TO DO
Do any lines in the data below contain "digits"? If so, copy every one of them.

(Stored records)
____________________
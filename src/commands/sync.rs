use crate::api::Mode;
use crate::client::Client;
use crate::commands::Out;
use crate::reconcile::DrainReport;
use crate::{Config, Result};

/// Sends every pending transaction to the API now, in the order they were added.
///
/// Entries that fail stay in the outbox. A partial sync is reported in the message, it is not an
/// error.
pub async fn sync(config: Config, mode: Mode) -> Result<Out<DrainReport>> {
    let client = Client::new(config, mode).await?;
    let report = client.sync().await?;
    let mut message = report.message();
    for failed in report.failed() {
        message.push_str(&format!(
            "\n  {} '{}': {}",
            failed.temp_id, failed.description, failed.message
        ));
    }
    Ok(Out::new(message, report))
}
____________________
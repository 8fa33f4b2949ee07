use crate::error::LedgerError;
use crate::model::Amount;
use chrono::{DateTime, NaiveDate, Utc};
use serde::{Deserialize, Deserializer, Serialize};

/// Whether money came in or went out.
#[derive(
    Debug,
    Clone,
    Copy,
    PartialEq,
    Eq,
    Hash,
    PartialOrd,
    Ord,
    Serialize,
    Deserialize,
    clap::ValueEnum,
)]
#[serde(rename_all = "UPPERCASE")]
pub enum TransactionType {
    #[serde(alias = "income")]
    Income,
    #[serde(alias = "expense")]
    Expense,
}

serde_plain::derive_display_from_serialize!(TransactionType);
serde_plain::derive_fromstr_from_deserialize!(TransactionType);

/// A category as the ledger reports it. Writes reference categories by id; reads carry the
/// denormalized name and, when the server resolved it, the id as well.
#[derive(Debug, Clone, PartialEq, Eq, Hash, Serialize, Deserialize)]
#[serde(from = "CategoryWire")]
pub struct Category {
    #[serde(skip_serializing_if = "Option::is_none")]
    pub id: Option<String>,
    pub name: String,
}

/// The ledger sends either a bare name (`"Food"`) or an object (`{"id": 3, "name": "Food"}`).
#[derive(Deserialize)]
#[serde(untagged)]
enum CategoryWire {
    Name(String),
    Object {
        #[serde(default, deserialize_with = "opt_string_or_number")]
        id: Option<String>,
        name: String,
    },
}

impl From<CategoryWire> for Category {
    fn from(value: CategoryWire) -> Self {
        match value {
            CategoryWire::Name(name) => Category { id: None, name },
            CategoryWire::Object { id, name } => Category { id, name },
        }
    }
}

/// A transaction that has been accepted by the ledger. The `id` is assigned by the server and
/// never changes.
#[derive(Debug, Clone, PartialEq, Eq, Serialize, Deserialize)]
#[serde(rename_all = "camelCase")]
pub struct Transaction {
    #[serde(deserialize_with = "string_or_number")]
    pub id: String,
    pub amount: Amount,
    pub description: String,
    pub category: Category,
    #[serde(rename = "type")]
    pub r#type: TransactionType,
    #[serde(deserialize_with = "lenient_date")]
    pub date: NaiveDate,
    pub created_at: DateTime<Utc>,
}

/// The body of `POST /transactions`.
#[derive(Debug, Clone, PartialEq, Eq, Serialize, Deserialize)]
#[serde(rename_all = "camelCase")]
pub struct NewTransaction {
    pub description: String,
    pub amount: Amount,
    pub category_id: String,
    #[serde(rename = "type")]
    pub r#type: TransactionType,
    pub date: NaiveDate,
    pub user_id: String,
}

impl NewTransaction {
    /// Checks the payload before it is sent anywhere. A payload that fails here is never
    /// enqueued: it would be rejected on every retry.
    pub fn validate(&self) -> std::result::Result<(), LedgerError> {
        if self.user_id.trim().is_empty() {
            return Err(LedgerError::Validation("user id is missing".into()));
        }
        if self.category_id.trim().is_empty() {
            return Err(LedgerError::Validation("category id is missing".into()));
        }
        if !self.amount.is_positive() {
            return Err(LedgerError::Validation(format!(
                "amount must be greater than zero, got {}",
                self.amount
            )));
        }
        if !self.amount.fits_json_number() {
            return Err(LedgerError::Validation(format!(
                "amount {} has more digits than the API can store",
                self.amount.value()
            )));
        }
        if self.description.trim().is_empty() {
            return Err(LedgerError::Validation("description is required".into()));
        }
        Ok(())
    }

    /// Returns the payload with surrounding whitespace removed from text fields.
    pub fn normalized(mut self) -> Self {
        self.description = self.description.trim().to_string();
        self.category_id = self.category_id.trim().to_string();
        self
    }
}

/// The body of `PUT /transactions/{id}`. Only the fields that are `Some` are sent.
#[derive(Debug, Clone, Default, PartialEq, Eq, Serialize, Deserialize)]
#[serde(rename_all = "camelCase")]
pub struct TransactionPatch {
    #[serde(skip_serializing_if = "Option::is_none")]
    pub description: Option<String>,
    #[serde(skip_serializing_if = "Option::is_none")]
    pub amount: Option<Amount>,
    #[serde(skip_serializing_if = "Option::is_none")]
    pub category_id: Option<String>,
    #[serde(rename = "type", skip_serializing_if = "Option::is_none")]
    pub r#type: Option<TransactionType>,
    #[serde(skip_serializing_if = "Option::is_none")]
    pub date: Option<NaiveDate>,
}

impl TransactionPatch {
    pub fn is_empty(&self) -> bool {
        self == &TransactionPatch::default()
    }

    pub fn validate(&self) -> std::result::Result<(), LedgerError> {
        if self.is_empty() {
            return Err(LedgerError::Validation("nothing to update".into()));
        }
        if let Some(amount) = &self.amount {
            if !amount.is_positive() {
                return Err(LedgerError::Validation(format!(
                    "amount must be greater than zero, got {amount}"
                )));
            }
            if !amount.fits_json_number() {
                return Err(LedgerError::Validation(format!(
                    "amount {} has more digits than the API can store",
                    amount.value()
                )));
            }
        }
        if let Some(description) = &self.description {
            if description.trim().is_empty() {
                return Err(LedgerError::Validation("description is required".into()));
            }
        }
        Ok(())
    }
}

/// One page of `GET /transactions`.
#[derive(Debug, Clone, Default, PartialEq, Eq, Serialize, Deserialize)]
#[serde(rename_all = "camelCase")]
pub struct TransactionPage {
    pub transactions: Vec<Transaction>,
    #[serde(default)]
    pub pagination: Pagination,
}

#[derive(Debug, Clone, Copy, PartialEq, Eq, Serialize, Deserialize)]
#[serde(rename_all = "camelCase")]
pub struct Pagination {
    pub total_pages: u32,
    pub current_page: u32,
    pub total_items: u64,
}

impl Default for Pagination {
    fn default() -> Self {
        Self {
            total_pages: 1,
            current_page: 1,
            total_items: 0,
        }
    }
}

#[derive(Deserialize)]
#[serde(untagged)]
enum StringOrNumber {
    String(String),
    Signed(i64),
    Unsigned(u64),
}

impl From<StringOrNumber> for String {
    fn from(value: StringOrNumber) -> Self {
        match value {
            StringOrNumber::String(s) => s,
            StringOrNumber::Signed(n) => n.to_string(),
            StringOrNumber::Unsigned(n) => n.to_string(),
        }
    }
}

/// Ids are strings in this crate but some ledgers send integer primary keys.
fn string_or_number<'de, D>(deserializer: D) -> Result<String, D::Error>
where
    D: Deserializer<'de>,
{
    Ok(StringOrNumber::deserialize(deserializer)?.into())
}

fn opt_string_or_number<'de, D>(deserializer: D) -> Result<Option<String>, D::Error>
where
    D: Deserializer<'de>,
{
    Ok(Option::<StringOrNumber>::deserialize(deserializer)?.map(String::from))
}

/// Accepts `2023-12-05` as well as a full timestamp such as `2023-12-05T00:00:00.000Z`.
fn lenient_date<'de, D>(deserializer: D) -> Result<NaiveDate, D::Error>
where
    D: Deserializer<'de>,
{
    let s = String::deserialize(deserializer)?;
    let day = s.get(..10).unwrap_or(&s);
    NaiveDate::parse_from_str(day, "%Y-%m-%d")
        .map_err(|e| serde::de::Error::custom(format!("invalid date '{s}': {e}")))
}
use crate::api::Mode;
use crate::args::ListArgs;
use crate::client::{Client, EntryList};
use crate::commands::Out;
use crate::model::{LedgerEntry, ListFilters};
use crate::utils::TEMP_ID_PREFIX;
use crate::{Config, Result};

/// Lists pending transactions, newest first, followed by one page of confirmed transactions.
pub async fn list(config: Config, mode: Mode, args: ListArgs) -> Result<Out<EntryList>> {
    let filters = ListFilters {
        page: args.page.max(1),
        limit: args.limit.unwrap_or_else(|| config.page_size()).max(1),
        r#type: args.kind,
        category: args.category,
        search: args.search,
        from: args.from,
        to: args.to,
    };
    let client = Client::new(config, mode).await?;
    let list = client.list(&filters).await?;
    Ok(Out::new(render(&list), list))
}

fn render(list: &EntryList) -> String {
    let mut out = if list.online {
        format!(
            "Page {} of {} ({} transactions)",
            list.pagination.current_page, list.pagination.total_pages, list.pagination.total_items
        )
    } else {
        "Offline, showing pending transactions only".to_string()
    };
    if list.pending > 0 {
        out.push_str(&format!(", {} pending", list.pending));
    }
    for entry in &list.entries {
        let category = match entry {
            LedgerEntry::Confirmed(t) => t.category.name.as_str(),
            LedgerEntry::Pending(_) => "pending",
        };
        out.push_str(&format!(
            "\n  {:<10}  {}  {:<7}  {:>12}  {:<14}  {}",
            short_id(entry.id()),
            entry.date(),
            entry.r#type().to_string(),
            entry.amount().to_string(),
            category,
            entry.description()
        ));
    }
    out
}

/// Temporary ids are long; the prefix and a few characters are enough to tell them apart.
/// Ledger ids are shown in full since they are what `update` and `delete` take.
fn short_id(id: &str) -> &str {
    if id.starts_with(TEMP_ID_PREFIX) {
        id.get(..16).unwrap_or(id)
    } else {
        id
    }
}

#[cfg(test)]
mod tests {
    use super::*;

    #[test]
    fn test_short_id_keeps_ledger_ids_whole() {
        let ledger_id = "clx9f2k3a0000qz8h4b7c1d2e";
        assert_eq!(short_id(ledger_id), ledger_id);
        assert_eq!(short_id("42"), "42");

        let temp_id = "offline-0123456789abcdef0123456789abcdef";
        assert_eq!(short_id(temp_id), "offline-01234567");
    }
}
____________________
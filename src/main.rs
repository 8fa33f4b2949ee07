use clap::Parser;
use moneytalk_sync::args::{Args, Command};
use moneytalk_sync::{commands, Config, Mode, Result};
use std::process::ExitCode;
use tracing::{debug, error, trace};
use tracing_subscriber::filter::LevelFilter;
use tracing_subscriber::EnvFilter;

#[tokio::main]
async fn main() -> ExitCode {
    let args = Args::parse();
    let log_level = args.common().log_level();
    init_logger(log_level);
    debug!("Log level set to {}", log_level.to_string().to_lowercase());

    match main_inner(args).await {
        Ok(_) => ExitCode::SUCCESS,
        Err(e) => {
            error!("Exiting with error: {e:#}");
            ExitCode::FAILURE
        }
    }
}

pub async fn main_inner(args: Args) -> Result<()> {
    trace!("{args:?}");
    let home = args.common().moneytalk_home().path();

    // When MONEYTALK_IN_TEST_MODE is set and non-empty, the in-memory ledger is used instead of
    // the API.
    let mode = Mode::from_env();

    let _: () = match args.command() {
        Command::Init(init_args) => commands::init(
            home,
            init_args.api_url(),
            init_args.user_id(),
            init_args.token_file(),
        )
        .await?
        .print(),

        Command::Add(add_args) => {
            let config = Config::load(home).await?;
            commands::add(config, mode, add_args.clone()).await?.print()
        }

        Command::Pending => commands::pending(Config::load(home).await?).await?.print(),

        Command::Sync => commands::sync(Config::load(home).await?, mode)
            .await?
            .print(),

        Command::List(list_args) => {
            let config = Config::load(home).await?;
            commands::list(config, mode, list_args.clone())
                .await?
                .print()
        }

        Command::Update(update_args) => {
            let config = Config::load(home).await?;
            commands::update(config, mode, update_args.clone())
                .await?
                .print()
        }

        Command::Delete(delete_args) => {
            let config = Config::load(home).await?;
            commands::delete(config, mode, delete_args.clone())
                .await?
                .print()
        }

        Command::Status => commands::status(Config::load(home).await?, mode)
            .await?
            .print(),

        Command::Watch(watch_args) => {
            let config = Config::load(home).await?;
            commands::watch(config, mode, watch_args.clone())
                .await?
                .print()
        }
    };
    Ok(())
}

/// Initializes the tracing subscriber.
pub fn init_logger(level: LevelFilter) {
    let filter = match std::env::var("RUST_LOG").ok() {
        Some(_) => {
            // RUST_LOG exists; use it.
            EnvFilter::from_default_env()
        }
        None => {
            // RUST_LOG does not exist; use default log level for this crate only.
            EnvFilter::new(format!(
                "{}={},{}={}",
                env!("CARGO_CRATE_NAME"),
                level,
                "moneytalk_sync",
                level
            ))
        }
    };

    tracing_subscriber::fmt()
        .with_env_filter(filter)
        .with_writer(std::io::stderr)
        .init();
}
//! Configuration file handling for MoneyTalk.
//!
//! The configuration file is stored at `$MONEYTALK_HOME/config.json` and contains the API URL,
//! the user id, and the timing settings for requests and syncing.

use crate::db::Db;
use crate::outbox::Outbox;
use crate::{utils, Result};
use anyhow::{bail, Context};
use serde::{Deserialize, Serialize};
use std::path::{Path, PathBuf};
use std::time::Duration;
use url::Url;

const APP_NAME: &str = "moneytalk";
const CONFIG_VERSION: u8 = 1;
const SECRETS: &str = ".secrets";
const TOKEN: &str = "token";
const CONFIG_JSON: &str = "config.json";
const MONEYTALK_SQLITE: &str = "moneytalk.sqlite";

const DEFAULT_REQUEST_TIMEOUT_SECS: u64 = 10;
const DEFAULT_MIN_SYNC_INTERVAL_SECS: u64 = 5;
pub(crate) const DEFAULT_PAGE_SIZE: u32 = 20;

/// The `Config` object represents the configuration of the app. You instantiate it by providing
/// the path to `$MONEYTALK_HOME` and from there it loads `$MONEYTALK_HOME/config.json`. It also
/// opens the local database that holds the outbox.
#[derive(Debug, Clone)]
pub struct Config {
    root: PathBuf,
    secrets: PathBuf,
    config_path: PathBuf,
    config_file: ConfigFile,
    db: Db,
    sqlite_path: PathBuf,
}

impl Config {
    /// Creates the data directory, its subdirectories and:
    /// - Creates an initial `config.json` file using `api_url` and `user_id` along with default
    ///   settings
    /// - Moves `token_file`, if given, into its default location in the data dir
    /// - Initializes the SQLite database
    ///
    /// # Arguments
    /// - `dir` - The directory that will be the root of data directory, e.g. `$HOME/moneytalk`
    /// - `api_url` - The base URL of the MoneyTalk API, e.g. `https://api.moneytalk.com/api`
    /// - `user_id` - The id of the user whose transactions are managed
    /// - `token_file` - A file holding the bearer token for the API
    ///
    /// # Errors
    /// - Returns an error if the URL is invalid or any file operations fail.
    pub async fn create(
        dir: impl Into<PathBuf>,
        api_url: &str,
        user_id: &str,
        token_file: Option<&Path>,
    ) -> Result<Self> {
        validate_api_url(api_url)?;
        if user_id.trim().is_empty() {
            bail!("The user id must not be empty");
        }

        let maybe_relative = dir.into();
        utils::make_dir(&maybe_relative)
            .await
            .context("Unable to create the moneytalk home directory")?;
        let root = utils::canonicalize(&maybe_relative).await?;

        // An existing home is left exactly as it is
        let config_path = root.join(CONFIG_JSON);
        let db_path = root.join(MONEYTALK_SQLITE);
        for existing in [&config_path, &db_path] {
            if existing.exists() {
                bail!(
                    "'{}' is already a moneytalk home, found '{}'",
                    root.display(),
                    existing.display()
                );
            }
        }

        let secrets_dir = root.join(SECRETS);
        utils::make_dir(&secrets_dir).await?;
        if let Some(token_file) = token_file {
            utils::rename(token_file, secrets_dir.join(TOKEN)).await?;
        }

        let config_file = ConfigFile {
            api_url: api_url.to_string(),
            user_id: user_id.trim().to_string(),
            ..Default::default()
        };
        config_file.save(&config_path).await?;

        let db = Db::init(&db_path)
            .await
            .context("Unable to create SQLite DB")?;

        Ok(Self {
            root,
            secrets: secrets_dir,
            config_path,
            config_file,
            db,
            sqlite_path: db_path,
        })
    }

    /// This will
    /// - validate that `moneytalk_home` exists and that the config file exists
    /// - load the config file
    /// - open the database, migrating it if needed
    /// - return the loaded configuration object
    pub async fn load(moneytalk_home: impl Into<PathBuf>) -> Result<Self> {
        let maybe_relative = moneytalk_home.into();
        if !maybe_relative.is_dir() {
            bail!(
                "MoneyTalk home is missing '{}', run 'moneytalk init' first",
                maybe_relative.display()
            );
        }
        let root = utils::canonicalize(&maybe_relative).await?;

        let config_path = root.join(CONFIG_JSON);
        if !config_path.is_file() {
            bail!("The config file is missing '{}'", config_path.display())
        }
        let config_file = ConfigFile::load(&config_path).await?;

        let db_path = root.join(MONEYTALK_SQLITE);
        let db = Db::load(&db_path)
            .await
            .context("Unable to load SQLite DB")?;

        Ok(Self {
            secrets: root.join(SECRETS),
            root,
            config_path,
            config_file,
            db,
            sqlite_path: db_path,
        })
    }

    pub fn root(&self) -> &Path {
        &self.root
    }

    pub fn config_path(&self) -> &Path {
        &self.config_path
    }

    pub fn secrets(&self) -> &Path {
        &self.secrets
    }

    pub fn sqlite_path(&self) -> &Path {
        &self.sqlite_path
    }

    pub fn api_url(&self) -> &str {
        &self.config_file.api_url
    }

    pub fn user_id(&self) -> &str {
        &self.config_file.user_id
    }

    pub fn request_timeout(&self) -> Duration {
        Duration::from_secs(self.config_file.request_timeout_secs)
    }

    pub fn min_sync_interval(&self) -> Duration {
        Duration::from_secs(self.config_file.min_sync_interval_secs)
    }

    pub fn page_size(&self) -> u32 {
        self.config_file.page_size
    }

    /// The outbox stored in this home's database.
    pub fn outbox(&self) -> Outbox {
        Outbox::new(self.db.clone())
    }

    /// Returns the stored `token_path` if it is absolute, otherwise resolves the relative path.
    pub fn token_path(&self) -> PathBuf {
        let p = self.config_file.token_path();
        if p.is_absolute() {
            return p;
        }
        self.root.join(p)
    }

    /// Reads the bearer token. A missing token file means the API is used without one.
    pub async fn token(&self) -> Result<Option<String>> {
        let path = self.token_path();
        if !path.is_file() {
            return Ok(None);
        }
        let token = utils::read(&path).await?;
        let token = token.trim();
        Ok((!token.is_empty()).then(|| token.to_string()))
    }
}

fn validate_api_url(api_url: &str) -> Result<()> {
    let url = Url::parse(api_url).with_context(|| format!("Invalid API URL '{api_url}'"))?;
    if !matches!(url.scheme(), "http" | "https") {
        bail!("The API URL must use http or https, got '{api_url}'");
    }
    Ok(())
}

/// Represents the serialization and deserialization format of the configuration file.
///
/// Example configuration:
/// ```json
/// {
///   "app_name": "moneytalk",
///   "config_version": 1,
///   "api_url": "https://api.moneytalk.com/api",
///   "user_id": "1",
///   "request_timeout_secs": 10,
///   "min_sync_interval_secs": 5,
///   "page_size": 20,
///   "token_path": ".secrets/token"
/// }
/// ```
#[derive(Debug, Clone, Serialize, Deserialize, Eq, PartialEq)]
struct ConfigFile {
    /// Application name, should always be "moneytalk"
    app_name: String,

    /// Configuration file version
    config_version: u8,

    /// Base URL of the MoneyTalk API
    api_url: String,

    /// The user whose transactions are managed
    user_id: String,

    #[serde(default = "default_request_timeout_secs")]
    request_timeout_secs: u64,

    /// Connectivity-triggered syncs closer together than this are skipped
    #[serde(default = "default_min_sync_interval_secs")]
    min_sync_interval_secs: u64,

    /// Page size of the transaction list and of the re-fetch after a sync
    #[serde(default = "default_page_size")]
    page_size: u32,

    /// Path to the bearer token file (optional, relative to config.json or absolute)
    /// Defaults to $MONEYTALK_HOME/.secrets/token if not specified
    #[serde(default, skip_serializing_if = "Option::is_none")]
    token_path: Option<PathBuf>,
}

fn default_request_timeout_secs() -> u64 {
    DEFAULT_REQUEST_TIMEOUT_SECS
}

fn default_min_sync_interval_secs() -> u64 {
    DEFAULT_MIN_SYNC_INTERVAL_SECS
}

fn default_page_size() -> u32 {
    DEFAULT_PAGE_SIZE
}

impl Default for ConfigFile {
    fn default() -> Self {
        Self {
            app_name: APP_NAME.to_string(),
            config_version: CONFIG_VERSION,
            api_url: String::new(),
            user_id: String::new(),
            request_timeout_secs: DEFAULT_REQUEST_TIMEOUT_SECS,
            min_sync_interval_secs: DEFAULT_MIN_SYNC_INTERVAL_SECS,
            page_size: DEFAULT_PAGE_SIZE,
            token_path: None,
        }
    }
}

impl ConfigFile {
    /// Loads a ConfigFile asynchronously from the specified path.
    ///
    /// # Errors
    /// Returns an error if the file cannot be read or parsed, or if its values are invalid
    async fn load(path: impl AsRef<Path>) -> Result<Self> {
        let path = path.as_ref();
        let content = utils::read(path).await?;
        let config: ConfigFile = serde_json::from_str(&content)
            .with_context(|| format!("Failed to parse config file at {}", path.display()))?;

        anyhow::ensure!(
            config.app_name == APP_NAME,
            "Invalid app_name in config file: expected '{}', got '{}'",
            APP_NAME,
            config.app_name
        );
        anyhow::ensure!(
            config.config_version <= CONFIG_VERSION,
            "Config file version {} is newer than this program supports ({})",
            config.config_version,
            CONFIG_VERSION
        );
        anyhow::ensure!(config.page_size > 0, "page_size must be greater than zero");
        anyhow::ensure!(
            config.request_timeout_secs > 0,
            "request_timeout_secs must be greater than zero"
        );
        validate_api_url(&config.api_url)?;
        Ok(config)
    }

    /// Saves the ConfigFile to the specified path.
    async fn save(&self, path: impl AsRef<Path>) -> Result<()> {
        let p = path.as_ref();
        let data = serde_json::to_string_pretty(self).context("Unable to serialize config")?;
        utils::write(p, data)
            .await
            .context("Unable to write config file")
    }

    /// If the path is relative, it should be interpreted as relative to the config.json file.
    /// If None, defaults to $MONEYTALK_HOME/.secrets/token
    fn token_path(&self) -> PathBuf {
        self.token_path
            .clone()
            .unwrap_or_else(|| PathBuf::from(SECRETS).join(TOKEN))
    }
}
____________________
ANSWER SPACE
                "amount {} has more digits than the API can store",
                    "amount {} has more digits than the API can store",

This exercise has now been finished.